All of the data is to be copied word for word.

┄┄┄┄┄┄

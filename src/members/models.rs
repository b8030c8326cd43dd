use crate::schema::{members, teams};
use diesel::prelude::*;
use serde::{Deserialize, Serialize};

// ================== TEAM MODELS ==================

#[derive(Queryable, Identifiable, Debug, Clone, PartialEq, Eq, Serialize, Deserialize)]
#[diesel(table_name = teams)]
pub struct Team {
    pub id: i64,
    pub name: String,
}

#[derive(Insertable, Debug, Clone)]
#[diesel(table_name = teams)]
pub struct NewTeam {
    pub name: String,
}

impl NewTeam {
    pub fn new(name: impl Into<String>) -> Self {
        Self { name: name.into() }
    }
}

// ================== MEMBER MODELS ==================

/// A member row. `name` is nullable and `team_id` is an optional many-to-one
/// reference to a team.
#[derive(
    Queryable, Identifiable, Associations, Debug, Clone, PartialEq, Eq, Serialize, Deserialize,
)]
#[diesel(table_name = members, belongs_to(Team))]
pub struct Member {
    pub id: i64,
    pub name: Option<String>,
    pub age: i32,
    pub team_id: Option<i64>,
}

#[derive(Insertable, Debug, Clone, Default)]
#[diesel(table_name = members)]
pub struct NewMember {
    pub name: Option<String>,
    pub age: i32,
    pub team_id: Option<i64>,
}

impl NewMember {
    pub fn new(name: impl Into<String>, age: i32) -> Self {
        Self {
            name: Some(name.into()),
            age,
            team_id: None,
        }
    }

    pub fn with_team(name: impl Into<String>, age: i32, team_id: i64) -> Self {
        Self {
            name: Some(name.into()),
            age,
            team_id: Some(team_id),
        }
    }

    pub fn anonymous(age: i32) -> Self {
        Self {
            name: None,
            age,
            team_id: None,
        }
    }
}

// ================== READ MODELS ==================

/// Flattened left-join row carrying scalar fields from both sides of the
/// member/team relationship. Team fields are `None` for teamless members.
///
/// Field order must match the select clause in the repository.
#[derive(Queryable, Debug, Clone, PartialEq, Eq, Serialize, Deserialize)]
pub struct MemberTeamRow {
    pub member_id: i64,
    pub member_name: Option<String>,
    pub age: i32,
    pub team_id: Option<i64>,
    pub team_name: Option<String>,
}

/// Aggregate view over all member ages.
#[derive(Debug, Clone, PartialEq, Serialize)]
pub struct AgeStatistics {
    pub count: i64,
    pub total: Option<i64>,
    pub average: Option<f64>,
    pub oldest: Option<i32>,
    pub youngest: Option<i32>,
}

/// Average member age per team, from a grouped inner join.
#[derive(Debug, Clone, PartialEq, Serialize)]
pub struct TeamAverage {
    pub team_name: String,
    pub average_age: Option<f64>,
}
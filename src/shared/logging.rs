use log::info;
use std::sync::Once;

static INIT: Once = Once::new();

/// Initialize the logging system.
/// Safe to call more than once; only the first call takes effect.
pub fn init_logger() {
    INIT.call_once(|| {
        env_logger::Builder::from_default_env()
            .filter_level(log::LevelFilter::Info) // Default level
            .filter_module("roster", log::LevelFilter::Debug) // More verbose for our crate
            .filter_module("diesel", log::LevelFilter::Warn) // Reduce diesel noise
            .format_timestamp_secs()
            .format_target(false)
            .format_module_path(false)
            .try_init()
            .ok();

        info!("Logging system initialized");
    });
}
pub mod db;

┄┄┄┄┄┄

- **SOLUTION TO THIS PROBLEM**
filename src/members/models.rs
repository b8030c8326cd43dd
use crate::schema::{members, teams};
use diesel::prelude::*;
use serde::{Deserialize, Serialize};

// ================== TEAM MODELS ==================

#[derive(Queryable, Identifiable, Debug, Clone, PartialEq, Eq, Serialize, Deserialize)]
#[diesel(table_name = teams)]
pub struct Team {
    pub id: i64,
    pub name: String,
}

#[derive(Insertable, Debug, Clone)]
#[diesel(table_name = teams)]
pub struct NewTeam {
    pub name: String,
}

impl NewTeam {
    pub fn new(name: impl Into<String>) -> Self {
        Self { name: name.into() }
    }
}

// ================== MEMBER MODELS ==================

/// A member row. `name` is nullable and `team_id` is an optional many-to-one
/// reference to a team.
#[derive(
    Queryable, Identifiable, Associations, Debug, Clone, PartialEq, Eq, Serialize, Deserialize,
)]
#[diesel(table_name = members, belongs_to(Team))]
pub struct Member {
    pub id: i64,
    pub name: Option<String>,
    pub age: i32,
    pub team_id: Option<i64>,
}

#[derive(Insertable, Debug, Clone, Default)]
#[diesel(table_name = members)]
pub struct NewMember {
    pub name: Option<String>,
    pub age: i32,
    pub team_id: Option<i64>,
}

impl NewMember {
    pub fn new(name: impl Into<String>, age: i32) -> Self {
        Self {
            name: Some(name.into()),
            age,
            team_id: None,
        }
    }

    pub fn with_team(name: impl Into<String>, age: i32, team_id: i64) -> Self {
        Self {
            name: Some(name.into()),
            age,
            team_id: Some(team_id),
        }
    }

    pub fn anonymous(age: i32) -> Self {
        Self {
            name: None,
            age,
            team_id: None,
        }
    }
}

// ================== READ MODELS ==================

/// Flattened left-join row carrying scalar fields from both sides of the
/// member/team relationship. Team fields are `None` for teamless members.
///
/// Field order must match the select clause in the repository.
#[derive(Queryable, Debug, Clone, PartialEq, Eq, Serialize, Deserialize)]
pub struct MemberTeamRow {
    pub member_id: i64,
    pub member_name: Option<String>,
    pub age: i32,
    pub team_id: Option<i64>,
    pub team_name: Option<String>,
}

/// Aggregate view over all member ages.
#[derive(Debug, Clone, PartialEq, Serialize)]
pub struct AgeStatistics {
    pub count: i64,
    pub total: Option<i64>,
    pub average: Option<f64>,
    pub oldest: Option<i32>,
    pub youngest: Option<i32>,
}

/// Average member age per team, from a grouped inner join.
#[derive(Debug, Clone, PartialEq, Serialize)]
pub struct TeamAverage {
    pub team_name: String,
    pub average_age: Option<f64>,
}
filename src/shared/logging.rs
use log::info;
use std::sync::Once;

static INIT: Once = Once::new();

/// Initialize the logging system.
/// Safe to call more than once; only the first call takes effect.
pub fn init_logger() {
    INIT.call_once(|| {
        env_logger::Builder::from_default_env()
            .filter_level(log::LevelFilter::Info) // Default level
            .filter_module("roster", log::LevelFilter::Debug) // More verbose for our crate
            .filter_module("diesel", log::LevelFilter::Warn) // Reduce diesel noise
            .format_timestamp_secs()
            .format_target(false)
            .format_module_path(false)
            .try_init()
            .ok();

        info!("Logging system initialized");
    });
}
pub mod db;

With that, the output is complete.